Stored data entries
###
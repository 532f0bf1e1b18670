use std::collections::{BTreeMap, BTreeSet};
use std::path::Path;
use std::sync::Arc;

use anyhow::{Context, Result, bail};
use arrow::array::{
    Array, AsArray, BooleanArray, Float32Array, Float64Array, Int32Array, Int64Array, StringArray,
};
use arrow::datatypes::DataType;
use log::info;
use parquet::arrow::arrow_reader::ParquetRecordBatchReaderBuilder;
use serde_json::Value as JsonValue;

use super::model::{AnswerValue, Respondent, SurveyWave, WaveSchema};
use crate::error::CompareError;

/// One raw table row before the schema split: column name → cell.
type RawRow = BTreeMap<String, AnswerValue>;

// ---------------------------------------------------------------------------
// Public entry-point
// ---------------------------------------------------------------------------

/// Load one survey wave from a file. Dispatch by extension.
///
/// Supported formats:
/// * `.parquet` / `.pq` – the microdata provider's format (one row per
///   respondent, flat typed columns)
/// * `.csv`  – header row with column names, cells type-guessed
/// * `.json` – records-oriented array of objects
///
/// The declared [`WaveSchema`] is validated against the table once, fail
/// fast: the weight, id and every demographic column must be present, and
/// every weight must be a positive finite number.
pub fn load_wave(path: &Path, schema: &WaveSchema) -> Result<SurveyWave> {
    let ext = path
        .extension()
        .and_then(|e| e.to_str())
        .unwrap_or("")
        .to_ascii_lowercase();

    let (columns, rows) = match ext.as_str() {
        "parquet" | "pq" => read_parquet(path),
        "csv" => read_csv(path),
        "json" => read_json(path),
        other => bail!("Unsupported file extension: .{other}"),
    }
    .with_context(|| format!("reading {}", path.display()))?;

    let wave = build_wave(schema, &columns, rows)
        .with_context(|| format!("loading wave {} from {}", schema.year, path.display()))?;
    info!(
        "loaded wave {}: {} respondents, {} question columns",
        wave.year(),
        wave.len(),
        wave.question_columns().len()
    );
    Ok(wave)
}

// ---------------------------------------------------------------------------
// Schema split: raw rows → Respondent rows
// ---------------------------------------------------------------------------

fn build_wave(
    schema: &WaveSchema,
    columns: &BTreeSet<String>,
    rows: Vec<RawRow>,
) -> Result<SurveyWave> {
    for required in [&schema.weight_column, &schema.id_column] {
        if !columns.contains(required) {
            return Err(CompareError::schema(format!(
                "wave {}: required column '{required}' not found in table",
                schema.year
            ))
            .into());
        }
    }
    for demographic in &schema.demographics {
        if !columns.contains(demographic) {
            return Err(CompareError::schema(format!(
                "wave {}: declared demographic column '{demographic}' not found in table",
                schema.year
            ))
            .into());
        }
    }

    let mut respondents = Vec::with_capacity(rows.len());
    for (row_no, mut row) in rows.into_iter().enumerate() {
        let id = match row.remove(&schema.id_column) {
            Some(v) if !v.is_null() => v.to_string(),
            _ => {
                return Err(CompareError::schema(format!(
                    "wave {}: row {row_no} has no value in id column '{}'",
                    schema.year, schema.id_column
                ))
                .into());
            }
        };
        let weight = match row.remove(&schema.weight_column) {
            Some(v) => v.as_f64().ok_or_else(|| {
                CompareError::schema(format!(
                    "wave {}: row {row_no} has non-numeric weight '{v}'",
                    schema.year
                ))
            })?,
            None => {
                return Err(CompareError::schema(format!(
                    "wave {}: row {row_no} has no weight value",
                    schema.year
                ))
                .into());
            }
        };
        let mut attributes = BTreeMap::new();
        for demographic in &schema.demographics {
            let value = row.remove(demographic).unwrap_or(AnswerValue::Null);
            attributes.insert(demographic.clone(), value);
        }
        // Every remaining column is a question column; null cells are kept
        // so missingness can be profiled later.
        respondents.push(Respondent {
            id,
            weight,
            answers: row,
            attributes,
        });
    }

    Ok(SurveyWave::from_respondents(
        schema.year,
        respondents,
        &schema.demographics,
    )?)
}

// ---------------------------------------------------------------------------
// Parquet reader
// ---------------------------------------------------------------------------

fn read_parquet(path: &Path) -> Result<(BTreeSet<String>, Vec<RawRow>)> {
    let file = std::fs::File::open(path).context("opening parquet file")?;
    let builder =
        ParquetRecordBatchReaderBuilder::try_new(file).context("reading parquet metadata")?;
    let reader = builder.build().context("building parquet reader")?;

    let mut columns = BTreeSet::new();
    let mut rows = Vec::new();

    for batch_result in reader {
        let batch = batch_result.context("reading parquet record batch")?;
        let names: Vec<String> = batch
            .schema()
            .fields()
            .iter()
            .map(|f| f.name().clone())
            .collect();
        columns.extend(names.iter().cloned());

        for row in 0..batch.num_rows() {
            let mut cells = BTreeMap::new();
            for (idx, name) in names.iter().enumerate() {
                let value = cell_value(batch.column(idx), row)
                    .with_context(|| format!("column '{name}', row {row}"))?;
                cells.insert(name.clone(), value);
            }
            rows.push(cells);
        }
    }

    Ok((columns, rows))
}

/// Extract a single cell from an Arrow column at a given row.
fn cell_value(col: &Arc<dyn Array>, row: usize) -> Result<AnswerValue> {
    if col.is_null(row) {
        return Ok(AnswerValue::Null);
    }
    let value = match col.data_type() {
        DataType::Utf8 => {
            let arr = col
                .as_any()
                .downcast_ref::<StringArray>()
                .context("expected StringArray")?;
            AnswerValue::String(arr.value(row).to_string())
        }
        DataType::LargeUtf8 => {
            let arr = col.as_string::<i64>();
            AnswerValue::String(arr.value(row).to_string())
        }
        DataType::Int32 => {
            let arr = col
                .as_any()
                .downcast_ref::<Int32Array>()
                .context("expected Int32Array")?;
            AnswerValue::Integer(arr.value(row) as i64)
        }
        DataType::Int64 => {
            let arr = col
                .as_any()
                .downcast_ref::<Int64Array>()
                .context("expected Int64Array")?;
            AnswerValue::Integer(arr.value(row))
        }
        DataType::Float32 => {
            let arr = col
                .as_any()
                .downcast_ref::<Float32Array>()
                .context("expected Float32Array")?;
            AnswerValue::Float(arr.value(row) as f64)
        }
        DataType::Float64 => {
            let arr = col
                .as_any()
                .downcast_ref::<Float64Array>()
                .context("expected Float64Array")?;
            AnswerValue::Float(arr.value(row))
        }
        DataType::Boolean => {
            let arr = col
                .as_any()
                .downcast_ref::<BooleanArray>()
                .context("expected BooleanArray")?;
            AnswerValue::Bool(arr.value(row))
        }
        other => bail!("unsupported column type {other:?}"),
    };
    Ok(value)
}

// ---------------------------------------------------------------------------
// CSV reader
// ---------------------------------------------------------------------------

fn read_csv(path: &Path) -> Result<(BTreeSet<String>, Vec<RawRow>)> {
    let mut reader = csv::Reader::from_path(path).context("opening CSV")?;
    let headers: Vec<String> = reader
        .headers()
        .context("reading CSV headers")?
        .iter()
        .map(|h| h.to_string())
        .collect();

    let mut rows = Vec::new();
    for (row_no, result) in reader.records().enumerate() {
        let record = result.with_context(|| format!("CSV row {row_no}"))?;
        let mut cells = BTreeMap::new();
        for (idx, value) in record.iter().enumerate() {
            if let Some(name) = headers.get(idx) {
                cells.insert(name.clone(), guess_cell(value));
            }
        }
        rows.push(cells);
    }

    Ok((headers.into_iter().collect(), rows))
}

/// Best-effort typing for a text cell: integer, then float, then bool,
/// otherwise string; an empty cell reads as null. Also used to type the raw
/// answer codes of catalog configuration.
pub fn guess_cell(s: &str) -> AnswerValue {
    if s.is_empty() {
        return AnswerValue::Null;
    }
    if let Ok(i) = s.parse::<i64>() {
        return AnswerValue::Integer(i);
    }
    if let Ok(f) = s.parse::<f64>() {
        return AnswerValue::Float(f);
    }
    if s == "true" || s == "false" {
        return AnswerValue::Bool(s == "true");
    }
    AnswerValue::String(s.to_string())
}

// ---------------------------------------------------------------------------
// JSON reader
// ---------------------------------------------------------------------------

/// Expected JSON schema (records-oriented, the default
/// `df.to_json(orient='records')`):
///
/// ```json
/// [
///   { "DIRECTORIO": "00001", "WEIGHT": 1.2, "DPTO": "11", "P6933": 1 },
///   ...
/// ]
/// ```
fn read_json(path: &Path) -> Result<(BTreeSet<String>, Vec<RawRow>)> {
    let text = std::fs::read_to_string(path).context("reading JSON file")?;
    let root: JsonValue = serde_json::from_str(&text).context("parsing JSON")?;
    let records = root
        .as_array()
        .context("Expected top-level JSON array of records")?;

    let mut columns = BTreeSet::new();
    let mut rows = Vec::with_capacity(records.len());

    for (i, rec) in records.iter().enumerate() {
        let obj = rec
            .as_object()
            .with_context(|| format!("Row {i} is not a JSON object"))?;
        let mut cells = BTreeMap::new();
        for (key, val) in obj {
            columns.insert(key.clone());
            cells.insert(key.clone(), json_cell(val));
        }
        rows.push(cells);
    }

    Ok((columns, rows))
}

/// Convert a JSON value into a survey cell. Shared with the filter and
/// export-config parsers, which carry cells in the same JSON shapes.
pub fn json_cell(val: &JsonValue) -> AnswerValue {
    match val {
        JsonValue::String(s) => AnswerValue::String(s.clone()),
        JsonValue::Number(n) => {
            if let Some(i) = n.as_i64() {
                AnswerValue::Integer(i)
            } else if let Some(f) = n.as_f64() {
                AnswerValue::Float(f)
            } else {
                AnswerValue::String(n.to_string())
            }
        }
        JsonValue::Bool(b) => AnswerValue::Bool(*b),
        JsonValue::Null => AnswerValue::Null,
        other => AnswerValue::String(other.to_string()),
    }
}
###
* **INSTRUCTIONS TO FOLLOW**: Find every line of the data above that holds the word "opening", then state how many there are and nothing else.

* **OUTPUT BELOW**: 2